Apple has been granted a patent (number 11476719) for a “wireless charging system with object detection.” It hints that the abandoned AirPower project could live again.

About the patent

The AirPower (pictured in an image released by Apple almost four years ago) was originally announced in September 2017 alongside the iPhone X. It was supposed to be able to charge a Qi-compatible iPhone, an Apple Watch, and a pair of AirPods (in a special wireless charging case) at the same time regardless of where they were placed on the pad. 

However, there were constant rumors of production, engineering, and manufacturing difficulties. Seems those rumors were right, as Apple announced in March 2018 that work on the device was being canceled as, in Apple’s words, “will not achieve our high standards.”

In the patent Apple notes that in a wireless charging system, a wireless power transmitting device such as a device with a charging surface wirelessly transmits power to a portable electronic device. The portable electronic device receives the wirelessly transmitted power and uses this power to charge an internal battery or to power the device. In some situations, foreign objects may be accidentally place on a charging surface. 

This can pose challenges when performing wireless power transmission operations.
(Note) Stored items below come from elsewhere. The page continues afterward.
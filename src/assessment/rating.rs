//! Rating classification
//!
//! Maps a suitability score onto one of five bands. Display decoration lives
//! in [`crate::presentation`].

use serde::{Deserialize, Serialize};
use std::fmt;

use super::scoring::SuitabilityScore;

/// Discrete site rating, ordered from worst to best
#[derive(Debug, Clone, Copy, PartialEq, Eq, PartialOrd, Ord, Hash, Serialize, Deserialize)]
pub enum Rating {
    VeryLow,
    Poor,
    Fair,
    Good,
    Excellent,
}

impl Rating {
    /// All ratings from lowest to highest
    pub const ALL: [Rating; 5] = [
        Rating::VeryLow,
        Rating::Poor,
        Rating::Fair,
        Rating::Good,
        Rating::Excellent,
    ];

    /// Classify a score. Bands are checked from the highest lower bound down.
    #[must_use]
    pub fn classify(score: SuitabilityScore) -> Self {
        Self::from_value(score.value())
    }

    /// Classify a raw score value; values above 100 fall into the top band
    #[must_use]
    pub fn from_value(value: u8) -> Self {
        match value {
            80.. => Rating::Excellent,
            60..80 => Rating::Good,
            40..60 => Rating::Fair,
            20..40 => Rating::Poor,
            _ => Rating::VeryLow,
        }
    }

    /// Position in the ordering, `0` for Very Low up to `4` for Excellent
    #[must_use]
    pub fn ordinal(self) -> u8 {
        self as u8
    }

    /// Lowest score that falls into this band
    #[must_use]
    pub fn lower_bound(self) -> u8 {
        match self {
            Rating::Excellent => 80,
            Rating::Good => 60,
            Rating::Fair => 40,
            Rating::Poor => 20,
            Rating::VeryLow => 0,
        }
    }

    #[must_use]
    pub fn label(self) -> &'static str {
        match self {
            Rating::Excellent => "Excellent",
            Rating::Good => "Good",
            Rating::Fair => "Fair",
            Rating::Poor => "Poor",
            Rating::VeryLow => "Very Low",
        }
    }
}

impl fmt::Display for Rating {
    fn fmt(&self, f: &mut fmt::Formatter<'_>) -> fmt::Result {
        write!(f, "{}", self.label())
    }
}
Apple had intended to overcome such issues with its AirPower device. Maybe it will yet.

Summary of the patent

Here’s Apple’s abstract of the patent: “A wireless power transmitting device transmits wireless power signals to a wireless power receiving device. The wireless power receiving device has a wireless power receiving coil in a resonant circuit that resonates at a wireless power receiving circuit resonant frequency. The wireless power transmitting device has coils. The coils are supplied with a drive signal in bursts to detect external objects. 

“Measurement circuitry includes an oscillator for supplying the drive signals and a peak detector and analog-to-digital converter for gathering measurements on the coils to which the drive signals have been supplied. Rate-based-filtering is applied to output signals from the analog-to-digital converter to distinguish between temperature drift effects and object placement effects. The frequency of the drive signals is slightly greater than the wireless power receiving circuit resonant frequency.”